Aim of the task:
Repeat the data. Keep each line identical.

Dataset extract:
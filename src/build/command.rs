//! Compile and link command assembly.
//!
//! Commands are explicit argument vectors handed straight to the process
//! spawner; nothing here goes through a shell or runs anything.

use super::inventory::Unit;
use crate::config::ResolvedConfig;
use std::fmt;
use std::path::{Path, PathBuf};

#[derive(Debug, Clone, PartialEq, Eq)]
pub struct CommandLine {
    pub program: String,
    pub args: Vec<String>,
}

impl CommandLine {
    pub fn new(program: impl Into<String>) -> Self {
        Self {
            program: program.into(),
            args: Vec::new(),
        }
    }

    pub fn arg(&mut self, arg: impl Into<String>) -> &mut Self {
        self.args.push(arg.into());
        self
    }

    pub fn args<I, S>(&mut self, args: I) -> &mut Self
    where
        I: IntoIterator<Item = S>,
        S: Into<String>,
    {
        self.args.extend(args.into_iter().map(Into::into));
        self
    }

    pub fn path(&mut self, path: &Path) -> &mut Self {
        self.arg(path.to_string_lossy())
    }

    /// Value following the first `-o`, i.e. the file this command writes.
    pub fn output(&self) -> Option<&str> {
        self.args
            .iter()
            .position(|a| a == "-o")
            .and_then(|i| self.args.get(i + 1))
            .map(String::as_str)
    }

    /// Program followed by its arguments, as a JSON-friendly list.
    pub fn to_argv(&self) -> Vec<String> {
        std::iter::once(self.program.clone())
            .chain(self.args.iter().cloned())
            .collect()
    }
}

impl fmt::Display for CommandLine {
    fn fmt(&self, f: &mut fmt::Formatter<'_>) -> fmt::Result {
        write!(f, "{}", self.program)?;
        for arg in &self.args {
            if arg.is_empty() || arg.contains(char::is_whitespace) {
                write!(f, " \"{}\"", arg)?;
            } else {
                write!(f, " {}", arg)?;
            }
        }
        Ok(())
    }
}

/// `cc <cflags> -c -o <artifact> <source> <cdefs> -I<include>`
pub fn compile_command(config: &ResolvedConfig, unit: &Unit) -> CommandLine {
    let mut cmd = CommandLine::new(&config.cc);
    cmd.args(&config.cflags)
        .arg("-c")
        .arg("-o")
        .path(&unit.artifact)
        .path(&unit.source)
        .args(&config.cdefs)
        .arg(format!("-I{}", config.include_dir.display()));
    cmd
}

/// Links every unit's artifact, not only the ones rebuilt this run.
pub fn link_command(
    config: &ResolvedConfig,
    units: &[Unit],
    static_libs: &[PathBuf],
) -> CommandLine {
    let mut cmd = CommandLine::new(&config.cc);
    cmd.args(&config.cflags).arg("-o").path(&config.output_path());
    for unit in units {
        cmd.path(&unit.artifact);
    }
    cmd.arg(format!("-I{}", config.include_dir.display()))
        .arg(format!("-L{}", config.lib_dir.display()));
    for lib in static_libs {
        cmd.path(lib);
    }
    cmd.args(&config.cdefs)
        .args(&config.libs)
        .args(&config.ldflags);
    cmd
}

Solved exercise:
filename src/build/command.rs
//! Compile and link command assembly.
//!
//! Commands are explicit argument vectors handed straight to the process
//! spawner; nothing here goes through a shell or runs anything.

use super::inventory::Unit;
use crate::config::ResolvedConfig;
use std::fmt;
use std::path::{Path, PathBuf};

#[derive(Debug, Clone, PartialEq, Eq)]
pub struct CommandLine {
    pub program: String,
    pub args: Vec<String>,
}

impl CommandLine {
    pub fn new(program: impl Into<String>) -> Self {
        Self {
            program: program.into(),
            args: Vec::new(),
        }
    }

    pub fn arg(&mut self, arg: impl Into<String>) -> &mut Self {
        self.args.push(arg.into());
        self
    }

    pub fn args<I, S>(&mut self, args: I) -> &mut Self
    where
        I: IntoIterator<Item = S>,
        S: Into<String>,
    {
        self.args.extend(args.into_iter().map(Into::into));
        self
    }

    pub fn path(&mut self, path: &Path) -> &mut Self {
        self.arg(path.to_string_lossy())
    }

    /// Value following the first `-o`, i.e. the file this command writes.
    pub fn output(&self) -> Option<&str> {
        self.args
            .iter()
            .position(|a| a == "-o")
            .and_then(|i| self.args.get(i + 1))
            .map(String::as_str)
    }

    /// Program followed by its arguments, as a JSON-friendly list.
    pub fn to_argv(&self) -> Vec<String> {
        std::iter::once(self.program.clone())
            .chain(self.args.iter().cloned())
            .collect()
    }
}

impl fmt::Display for CommandLine {
    fn fmt(&self, f: &mut fmt::Formatter<'_>) -> fmt::Result {
        write!(f, "{}", self.program)?;
        for arg in &self.args {
            if arg.is_empty() || arg.contains(char::is_whitespace) {
                write!(f, " \"{}\"", arg)?;
            } else {
                write!(f, " {}", arg)?;
            }
        }
        Ok(())
    }
}

/// `cc <cflags> -c -o <artifact> <source> <cdefs> -I<include>`
pub fn compile_command(config: &ResolvedConfig, unit: &Unit) -> CommandLine {
    let mut cmd = CommandLine::new(&config.cc);
    cmd.args(&config.cflags)
        .arg("-c")
        .arg("-o")
        .path(&unit.artifact)
        .path(&unit.source)
        .args(&config.cdefs)
        .arg(format!("-I{}", config.include_dir.display()));
    cmd
}

/// Links every unit's artifact, not only the ones rebuilt this run.
pub fn link_command(
    config: &ResolvedConfig,
    units: &[Unit],
    static_libs: &[PathBuf],
) -> CommandLine {
    let mut cmd = CommandLine::new(&config.cc);
    cmd.args(&config.cflags).arg("-o").path(&config.output_path());
    for unit in units {
        cmd.path(&unit.artifact);
    }
    cmd.arg(format!("-I{}", config.include_dir.display()))
        .arg(format!("-L{}", config.lib_dir.display()));
    for lib in static_libs {
        cmd.path(lib);
    }
    cmd.args(&config.cdefs)
        .args(&config.libs)
        .args(&config.ldflags);
    cmd
}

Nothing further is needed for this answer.